#### WHAT YOU WILL DO:
Tally up the lines below that contain the word "RetrievalError" and give the total alone.

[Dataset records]
"""

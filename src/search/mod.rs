pub mod data_loader;
pub mod embedding_engine;
pub mod embedding_store;
mod persist;
pub mod vector_index;

pub use data_loader::load_food_records;
pub use embedding_engine::{Content, EmbeddingEngine, Encoder};
pub use embedding_store::{EmbeddingRecord, EmbeddingStore};
pub use vector_index::{normalize, Neighbor, NeighborSearch, VectorIndex};
use model2vec_rs::model::StaticModel;
use tracing::info;

use crate::error::{Result, RetrievalError};

pub const DEFAULT_MODEL_ID: &str = "minishlab/potion-base-32M";

/// Raw content handed to an encoder.
#[derive(Debug, Clone, Copy)]
pub enum Content<'a> {
    Text(&'a str),
    Image(&'a [u8]),
}

/// Maps content to a fixed-length vector. Implementations must be pure from
/// the caller's point of view and always return `dimension()` floats.
pub trait Encoder: Send + Sync {
    fn dimension(&self) -> usize;

    fn encode(&self, content: Content<'_>) -> Result<Vec<f32>>;

    /// Encodes a batch of texts, one vector per input in input order.
    fn encode_texts(&self, texts: &[String]) -> Result<Vec<Vec<f32>>> {
        texts.iter().map(|t| self.encode(Content::Text(t))).collect()
    }
}

/// Text encoder backed by a model2vec static embedding model.
pub struct EmbeddingEngine {
    model: StaticModel,
    dimension: usize,
}

impl EmbeddingEngine {
    pub fn new(model_id: &str) -> Result<Self> {
        let model = StaticModel::from_pretrained(model_id, None, None, None)
            .map_err(|e| RetrievalError::Encoding(format!("failed to load model '{}': {}", model_id, e)))?;

        // The model does not expose its output width, so measure it once.
        let dimension = model
            .encode(&["dimension check".to_string()])
            .into_iter()
            .next()
            .map(|v| v.len())
            .filter(|&d| d > 0)
            .ok_or_else(|| {
                RetrievalError::Encoding(format!("model '{}' produced no embedding for a sample text", model_id))
            })?;

        info!(model_id, dimension, "Embedding model loaded");
        Ok(Self { model, dimension })
    }
}

impl Encoder for EmbeddingEngine {
    fn dimension(&self) -> usize {
        self.dimension
    }

    fn encode(&self, content: Content<'_>) -> Result<Vec<f32>> {
        match content {
            Content::Text(text) => self
                .model
                .encode(&[text.to_string()])
                .into_iter()
                .next()
                .ok_or_else(|| {
                    RetrievalError::Encoding(format!("Failed to generate embedding for text: {}", text))
                }),
            Content::Image(bytes) => Err(RetrievalError::Encoding(format!(
                "static text model cannot encode image content ({} bytes)",
                bytes.len()
            ))),
        }
    }

    fn encode_texts(&self, texts: &[String]) -> Result<Vec<Vec<f32>>> {
        let embeddings = self.model.encode(texts);
        if embeddings.len() != texts.len() {
            return Err(RetrievalError::Encoding(format!(
                "model returned {} embeddings for {} texts",
                embeddings.len(),
                texts.len()
            )));
        }
        Ok(embeddings)
    }
}

#[cfg(test)]
mod tests {
    use super::*;

    struct LengthEncoder;

    impl Encoder for LengthEncoder {
        fn dimension(&self) -> usize {
            2
        }

        fn encode(&self, content: Content<'_>) -> Result<Vec<f32>> {
            match content {
                Content::Text(t) => Ok(vec![t.len() as f32, 1.0]),
                Content::Image(_) => Err(RetrievalError::Encoding("no images".into())),
            }
        }
    }

    #[test]
    fn test_default_batch_encoding_preserves_order() -> Result<()> {
        let texts = vec!["a".to_string(), "abc".to_string(), "ab".to_string()];
        let vectors = LengthEncoder.encode_texts(&texts)?;
        assert_eq!(vectors, vec![vec![1.0, 1.0], vec![3.0, 1.0], vec![2.0, 1.0]]);
        Ok(())
    }

    #[test]
    #[ignore] // This test downloads a model and might be slow/network-dependent
    fn test_embedding_engine_init_and_embed() -> Result<()> {
        let engine = EmbeddingEngine::new(DEFAULT_MODEL_ID)?;
        let dim = engine.dimension();
        assert!(dim > 0);

        let sentences = vec!["Apple Fruits".to_string(), "Carrot Vegetables".to_string()];
        let embeddings = engine.encode_texts(&sentences)?;
        assert_eq!(embeddings.len(), 2);
        assert!(embeddings.iter().all(|e| e.len() == dim));

        let single = engine.encode(Content::Text("grilled chicken"))?;
        assert_eq!(single.len(), dim);

        let image = engine.encode(Content::Image(&[0xFF, 0xD8, 0xFF]));
        assert!(matches!(image, Err(RetrievalError::Encoding(_))));
        Ok(())
    }
}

"""

#### SOLUTION FOR THIS PROBLEM:
8